Dataset entries:
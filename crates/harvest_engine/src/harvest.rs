//! Sequential story harvest: metadata page first, then chapter pages linked
//! by their next-chapter control until the chain ends.

use std::panic::AssertUnwindSafe;
use std::sync::Arc;
use std::time::Duration;

use futures_util::FutureExt;
use harvest_logging::{harvest_debug, harvest_error, harvest_info, harvest_warn};

use crate::client::{ClientError, PageClient, PageClientFactory};
use crate::cursor::{resolve_link, TraversalCursor};
use crate::gate::PauseGate;
use crate::preview::body_preview;
use crate::settings::HarvestSettings;
use crate::sink::ProgressSink;
use crate::store::{Entry, StoryStore};
use crate::{EngineEvent, HarvestError, HarvestPhase, HarvestReport, LogLine, Termination};

const SEPARATOR_WIDTH: usize = 60;

/// Per-chapter failures. These end the traversal but are never raised to
/// the caller of [`HarvestController::run`].
#[derive(Debug, thiserror::Error)]
enum TraversalError {
    #[error(transparent)]
    Client(#[from] ClientError),
    #[error("next-chapter control has no link target")]
    MissingNextTarget,
    #[error("next-chapter link {0:?} cannot be resolved")]
    UnusableNextTarget(String),
}

enum ChapterStep {
    Continue(String),
    Stop(Termination),
}

pub struct HarvestController {
    factory: Arc<dyn PageClientFactory>,
    settings: HarvestSettings,
    gate: PauseGate,
    store: StoryStore,
    sink: Arc<dyn ProgressSink>,
}

impl HarvestController {
    pub fn new(
        factory: Arc<dyn PageClientFactory>,
        settings: HarvestSettings,
        gate: PauseGate,
        store: StoryStore,
        sink: Arc<dyn ProgressSink>,
    ) -> Self {
        Self {
            factory,
            settings,
            gate,
            store,
            sink,
        }
    }

    /// Harvests one story into the store.
    ///
    /// Empty URLs are rejected before anything is touched. Once a page client
    /// is acquired it is released on every exit path, after which the pause
    /// gate is reopened and the phase returns to `Idle`.
    pub async fn run(
        &self,
        metadata_url: &str,
        first_chapter_url: &str,
    ) -> Result<HarvestReport, HarvestError> {
        let metadata_url = metadata_url.trim();
        let first_chapter_url = first_chapter_url.trim();
        if metadata_url.is_empty() {
            return Err(HarvestError::MissingInput {
                field: "metadata URL",
            });
        }
        if first_chapter_url.is_empty() {
            return Err(HarvestError::MissingInput {
                field: "first chapter URL",
            });
        }

        self.store.reset();
        self.phase(HarvestPhase::FetchingMetadata);

        let mut client = match self.factory.connect().await {
            Ok(client) => client,
            Err(err) => {
                harvest_error!("Could not acquire page client: {}", err);
                self.phase(HarvestPhase::Failed);
                self.cleanup();
                return Err(HarvestError::ResourceAcquisition(err));
            }
        };

        let outcome = AssertUnwindSafe(self.drive(client.as_mut(), metadata_url, first_chapter_url))
            .catch_unwind()
            .await;
        let result = outcome.unwrap_or_else(|_| {
            harvest_error!("Harvest task panicked");
            Err(HarvestError::Aborted)
        });

        match &result {
            Ok(report) => {
                harvest_info!(
                    "Harvest finished with {} chapters ({})",
                    report.chapters,
                    report.termination
                );
                self.phase(HarvestPhase::Completed);
            }
            Err(err) => {
                harvest_error!("Harvest failed: {}", err);
                self.line(format!("Harvest failed: {err}"));
                self.phase(HarvestPhase::Failed);
            }
        }

        if let Err(err) = client.release().await {
            harvest_warn!("Failed to release page client: {}", err);
        }
        drop(client);
        self.cleanup();
        result
    }

    fn cleanup(&self) {
        self.gate.set_paused(false);
        self.phase(HarvestPhase::Idle);
    }

    async fn drive(
        &self,
        client: &mut dyn PageClient,
        metadata_url: &str,
        first_chapter_url: &str,
    ) -> Result<HarvestReport, HarvestError> {
        let selectors = &self.settings.selectors;

        self.header("Scraping story metadata...");
        client
            .navigate(metadata_url)
            .await
            .map_err(HarvestError::Navigation)?;
        self.settle_with_countdown(self.settings.metadata_settle)
            .await;

        let title = self
            .lookup_or(client, &selectors.story_title, &self.settings.untitled_placeholder)
            .await;
        let description = self
            .lookup_or(
                client,
                &selectors.story_description,
                &self.settings.no_description_placeholder,
            )
            .await;
        self.line(format!("TITLE: {title}"));
        self.line(format!("DESCRIPTION: {description}"));
        self.append(Entry::new(title, description));

        self.header("Starting chapter scrape...");
        self.phase(HarvestPhase::TraversingChapters);

        let mut cursor = TraversalCursor::new(first_chapter_url);
        let mut chapters = 0;
        let mut termination = Termination::EndOfChapters;

        while let Some(url) = cursor.current().map(str::to_owned) {
            self.wait_if_paused(HarvestPhase::TraversingChapters).await;
            match self.harvest_chapter(client, &url, &mut chapters).await {
                Ok(ChapterStep::Continue(next)) => {
                    harvest_debug!("Following next-chapter link to {}", next);
                    cursor.advance(next);
                }
                Ok(ChapterStep::Stop(reason)) => {
                    termination = reason;
                    cursor.exhaust();
                }
                Err(err) => {
                    harvest_warn!("Chapter at {} failed: {}", url, err);
                    self.line(format!("Chapter error: {err}"));
                    termination = Termination::Interrupted(err.to_string());
                    cursor.exhaust();
                }
            }
        }

        Ok(HarvestReport {
            chapters,
            termination,
        })
    }

    async fn harvest_chapter(
        &self,
        client: &mut dyn PageClient,
        url: &str,
        chapters: &mut usize,
    ) -> Result<ChapterStep, TraversalError> {
        let selectors = &self.settings.selectors;

        client.navigate(url).await?;
        self.settle(self.settings.chapter_settle).await;

        let title = client.query_text(&selectors.chapter_title).await?;
        let body = client.query_text(&selectors.chapter_body).await?;
        let (Some(title), Some(body)) = (title, body) else {
            self.line("End of chapters reached.");
            return Ok(ChapterStep::Stop(Termination::EndOfChapters));
        };

        self.line(format!("Scraped: {title}"));
        self.line(format!(
            "Body: {}...\n\n{}",
            body_preview(&body, self.settings.preview_chars),
            "-".repeat(SEPARATOR_WIDTH)
        ));
        self.append(Entry::new(title, body));
        *chapters += 1;

        if !client.exists(&selectors.next_link).await? {
            self.line("End of chapters reached.");
            return Ok(ChapterStep::Stop(Termination::EndOfChapters));
        }
        if self.next_link_disabled(client).await? {
            self.header("--- Completed ---");
            return Ok(ChapterStep::Stop(Termination::LastChapter));
        }

        let href = client
            .query_attribute(&selectors.next_link, "href")
            .await?
            .ok_or(TraversalError::MissingNextTarget)?;
        let base = client.current_url().unwrap_or(url);
        let next = resolve_link(&href, Some(base))
            .ok_or_else(|| TraversalError::UnusableNextTarget(href.clone()))?;
        Ok(ChapterStep::Continue(next))
    }

    async fn next_link_disabled(&self, client: &mut dyn PageClient) -> Result<bool, ClientError> {
        let selectors = &self.settings.selectors;
        let class = client
            .query_attribute(&selectors.next_link, "class")
            .await?
            .unwrap_or_default();
        if class
            .split_whitespace()
            .any(|token| token == selectors.disabled_class)
        {
            return Ok(true);
        }
        Ok(client
            .query_attribute(&selectors.next_link, "disabled")
            .await?
            .is_some())
    }

    /// Selector lookup where a miss, or a failed lookup, means "use the placeholder".
    async fn lookup_or(&self, client: &mut dyn PageClient, selector: &str, placeholder: &str) -> String {
        match client.query_text(selector).await {
            Ok(Some(text)) => text,
            Ok(None) => placeholder.to_string(),
            Err(err) => {
                harvest_warn!("Lookup of {} failed: {}", selector, err);
                placeholder.to_string()
            }
        }
    }

    /// Suspends while the gate is closed, reporting `Paused` and then
    /// `resume_phase` once it reopens.
    async fn wait_if_paused(&self, resume_phase: HarvestPhase) {
        let paused = self.gate.is_paused();
        if paused {
            harvest_info!("Harvest paused");
            self.phase(HarvestPhase::Paused);
        }
        let waited = self.gate.await_resumed().await;
        if paused || waited {
            harvest_info!("Harvest resumed");
            self.phase(resume_phase);
        }
    }

    async fn settle(&self, interval: Duration) {
        if !interval.is_zero() {
            tokio::time::sleep(interval).await;
        }
    }

    /// Settling wait shown as a per-second countdown. The pause gate is
    /// honoured between ticks so a long wait does not ignore a pause.
    async fn settle_with_countdown(&self, interval: Duration) {
        let whole_secs = interval.as_secs();
        if !self.settings.countdown || whole_secs == 0 {
            self.settle(interval).await;
            return;
        }

        for remaining in (1..=whole_secs).rev() {
            self.wait_if_paused(HarvestPhase::FetchingMetadata).await;
            self.sink.log(LogLine::countdown(format!(
                "Waiting... {remaining} seconds remaining."
            )));
            tokio::time::sleep(Duration::from_secs(1)).await;
        }
        self.settle(interval - Duration::from_secs(whole_secs)).await;
        self.sink
            .log(LogLine::countdown_done("Ready! Resuming operations..."));
    }

    fn append(&self, entry: Entry) {
        let title = entry.title.clone();
        let index = self.store.push(entry);
        self.sink.emit(EngineEvent::EntryAppended { index, title });
    }

    fn phase(&self, phase: HarvestPhase) {
        harvest_debug!("Harvest phase -> {:?}", phase);
        self.sink.emit(EngineEvent::Phase(phase));
    }

    fn line(&self, message: impl Into<String>) {
        let message = message.into();
        harvest_info!("{}", message);
        self.sink.log(LogLine::plain(message));
    }

    fn header(&self, message: &str) {
        harvest_info!("== {} ==", message);
        self.sink.log(LogLine::header(message));
    }
}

◆ **What is required**
Exactly reproduce the lines of the data above that run from the line containing "self.sink.emit(EngineEvent::Phase(phase));" through the final one.

◆ **Solution to this exercise**
        self.sink.emit(EngineEvent::Phase(phase));
    }

    fn line(&self, message: impl Into<String>) {
        let message = message.into();
        harvest_info!("{}", message);
        self.sink.log(LogLine::plain(message));
    }

    fn header(&self, message: &str) {
        harvest_info!("== {} ==", message);
        self.sink.log(LogLine::header(message));
    }
}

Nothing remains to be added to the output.